In 1942, Hib joined The Walt Disney Studios as a camera operator, and soon became a technical director on armed service training films that were being produced by Disney for the U.S. government during World War II.
His first pure entertainment work was writing the “Johnny Appleseed” segment of Melody Time. Walt took notice of his talents and assigned him to work on the stories of such animated features as The Adventures of Ichabod and Mr. Toad, Alice in Wonderland, and Cinderella.
Along with his writing partner Ted Sears, Hib also composed lyrics for Disney songs, including “Following the Leader” from Peter Pan and “I Wonder” from Sleeping Beauty.
In 1946, when the Studio began producing nature films, Walt cast Hib (and his smooth voice) as narrator of Seal Island, which won an Academy Award.

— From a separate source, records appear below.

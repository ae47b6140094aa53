//! Outcome evaluation.
//!
//! Checks persisted tickets against the draws they targeted once those draws
//! are in the historical record, and folds the results into the per-strategy
//! counters that the weighting engine reads.

use chrono::{DateTime, Utc};
use serde::Serialize;
use std::collections::{BTreeMap, HashMap};
use tracing::{debug, info, instrument};

use crate::config::PrizeTable;
use crate::error::StorageError;
use crate::oracle::storage::{DrawStorage, OracleStorage, StrategyStorage, TicketStorage};
use crate::oracle::types::OutcomeDelta;
use crate::types::{DrawRecord, GeneratedTicket, TicketEvaluation};

/// Result of one EVALUATE pass.
#[derive(Debug, Clone, Default, PartialEq, Serialize)]
pub struct EvaluationSummary {
    pub evaluated: usize,
    pub wins: usize,
    pub prize_total: f64,
    /// Tickets whose target draw is not in the record yet
    pub pending: usize,
    pub by_strategy: BTreeMap<String, OutcomeDelta>,
}

pub struct OutcomeEvaluator {
    prizes: PrizeTable,
}

impl OutcomeEvaluator {
    pub fn new(prizes: PrizeTable) -> Self {
        Self { prizes }
    }

    /// Compare one ticket with the real draw.
    pub fn evaluate(&self, ticket: &GeneratedTicket, draw: &DrawRecord, at: DateTime<Utc>) -> TicketEvaluation {
        let matched_primary = ticket
            .primaries
            .iter()
            .filter(|n| draw.primaries.contains(n))
            .count() as u8;
        let matched_secondary = ticket.secondary == draw.secondary;
        TicketEvaluation {
            matched_primary,
            matched_secondary,
            prize: self.prizes.prize_for(matched_primary, matched_secondary),
            evaluated_at: at,
        }
    }

    /// Evaluate every pending ticket whose draw is known and record the
    /// outcomes in one storage transaction.
    #[instrument(skip(self, storage))]
    pub async fn run(&self, storage: &dyn OracleStorage, at: DateTime<Utc>) -> Result<EvaluationSummary, StorageError> {
        let mut summary = EvaluationSummary::default();
        let Some(latest) = storage.latest_draw().await? else {
            debug!("No draws stored yet, nothing to evaluate");
            return Ok(summary);
        };

        let tickets = storage.unevaluated_tickets(latest.draw_date).await?;
        let mut draws: HashMap<_, Option<DrawRecord>> = HashMap::new();
        let mut evaluations: Vec<(i64, TicketEvaluation)> = Vec::new();

        for ticket in &tickets {
            let Some(id) = ticket.id else {
                continue;
            };
            if !draws.contains_key(&ticket.target_date) {
                let draw = storage.draw_by_date(ticket.target_date).await?;
                draws.insert(ticket.target_date, draw);
            }
            let Some(Some(draw)) = draws.get(&ticket.target_date) else {
                summary.pending += 1;
                continue;
            };

            let evaluation = self.evaluate(ticket, draw, at);
            let delta = summary
                .by_strategy
                .entry(ticket.strategy.clone())
                .or_insert_with(|| OutcomeDelta {
                    strategy: ticket.strategy.clone(),
                    plays: 0,
                    wins: 0,
                    prize: 0.0,
                    cost: 0.0,
                });
            delta.plays += 1;
            delta.cost += self.prizes.ticket_cost;
            delta.prize += evaluation.prize;
            if evaluation.is_win() {
                delta.wins += 1;
                summary.wins += 1;
            }
            summary.evaluated += 1;
            summary.prize_total += evaluation.prize;
            evaluations.push((id, evaluation));
        }

        if evaluations.is_empty() {
            debug!("No tickets ready for evaluation ({} pending)", summary.pending);
            return Ok(summary);
        }

        let deltas: Vec<OutcomeDelta> = summary.by_strategy.values().cloned().collect();
        storage.record_outcomes(&evaluations, &deltas, at).await?;

        info!(
            "Evaluated {} tickets: {} wins, {:.2} in prizes",
            summary.evaluated, summary.wins, summary.prize_total
        );
        Ok(summary)
    }
}

#[cfg(test)]
mod tests {
    use super::*;
    use crate::config::OracleConfig;
    use crate::oracle::sqlite_ledger::SqliteLedger;
    use chrono::NaiveDate;

    fn date(y: i32, m: u32, d: u32) -> NaiveDate {
        NaiveDate::from_ymd_opt(y, m, d).unwrap()
    }

    fn ticket(target: NaiveDate, primaries: [u8; 5], secondary: u8, strategy: &str) -> GeneratedTicket {
        GeneratedTicket {
            id: None,
            target_date: target,
            primaries,
            secondary,
            strategy: strategy.into(),
            confidence: 0.1,
            created_at: Utc::now(),
            evaluation: None,
        }
    }

    #[test]
    fn test_match_counting() {
        let domain = OracleConfig::default().number_domain().unwrap();
        let draw = DrawRecord::new(date(2024, 3, 4), &[3, 14, 15, 35, 65], 9, &domain).unwrap();
        let evaluator = OutcomeEvaluator::new(PrizeTable::default());

        let three = evaluator.evaluate(&ticket(draw.draw_date, [3, 14, 15, 40, 50], 1, "a"), &draw, Utc::now());
        assert_eq!(three.matched_primary, 3);
        assert!(!three.matched_secondary);
        assert_eq!(three.prize, 7.0);

        let miss = evaluator.evaluate(&ticket(draw.draw_date, [1, 2, 4, 5, 6], 2, "a"), &draw, Utc::now());
        assert_eq!(miss.matched_primary, 0);
        assert!(!miss.is_win());

        let secondary_only = evaluator.evaluate(&ticket(draw.draw_date, [1, 2, 4, 5, 6], 9, "a"), &draw, Utc::now());
        assert!(secondary_only.is_win());
    }

    #[tokio::test]
    async fn test_run_folds_outcomes_into_strategies() {
        let ledger = SqliteLedger::in_memory().await.unwrap();
        let domain = OracleConfig::default().number_domain().unwrap();
        let drawn = date(2024, 3, 4);
        let later = date(2024, 3, 6);
        ledger
            .upsert_draw(&DrawRecord::new(drawn, &[3, 14, 15, 35, 65], 9, &domain).unwrap(), &domain)
            .await
            .unwrap();
        ledger
            .insert_tickets(&[
                ticket(drawn, [3, 14, 15, 40, 50], 1, "frequency"),
                ticket(drawn, [1, 2, 4, 5, 6], 2, "frequency"),
                ticket(drawn, [1, 2, 4, 5, 6], 3, "overdue"),
                ticket(later, [1, 2, 4, 5, 6], 3, "overdue"),
            ])
            .await
            .unwrap();

        let evaluator = OutcomeEvaluator::new(PrizeTable::default());
        let summary = evaluator.run(&*ledger, Utc::now()).await.unwrap();
        assert_eq!(summary.evaluated, 3);
        assert_eq!(summary.wins, 1);
        assert_eq!(summary.by_strategy["frequency"].plays, 2);
        assert_eq!(summary.by_strategy["frequency"].cost, 4.0);

        let perf = ledger.load_performance().await.unwrap();
        let frequency = perf.iter().find(|p| p.strategy == "frequency").unwrap();
        assert_eq!((frequency.plays, frequency.wins), (2, 1));
        assert_eq!(frequency.total_prize, 7.0);

        // Already evaluated tickets are not counted twice.
        let again = evaluator.run(&*ledger, Utc::now()).await.unwrap();
        assert_eq!(again.evaluated, 0);
        assert!(ledger.tickets_for(drawn).await.unwrap().iter().all(|t| t.evaluation.is_some()));
    }
}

Hib then went on to write and narrate other True-Life Adventures, including The Vanishing Prairie and The Living Desert.
He combined his talent for writing, narrating, and directing on Men Against the Arctic, which won an Academy Award, as well as Operation Undersea, a television special that dramatized the filming of 20,000 Leagues Under the Sea, which won an Emmy in 1955. He also narrated Disney’s “People and Places” travelogue series.
Among his other credits, Hib co-produced such films as Perri, Those Calloways, and The Island at the Top of the World.
Winston Hibler passed away on August 8, 1976, in Los Angeles.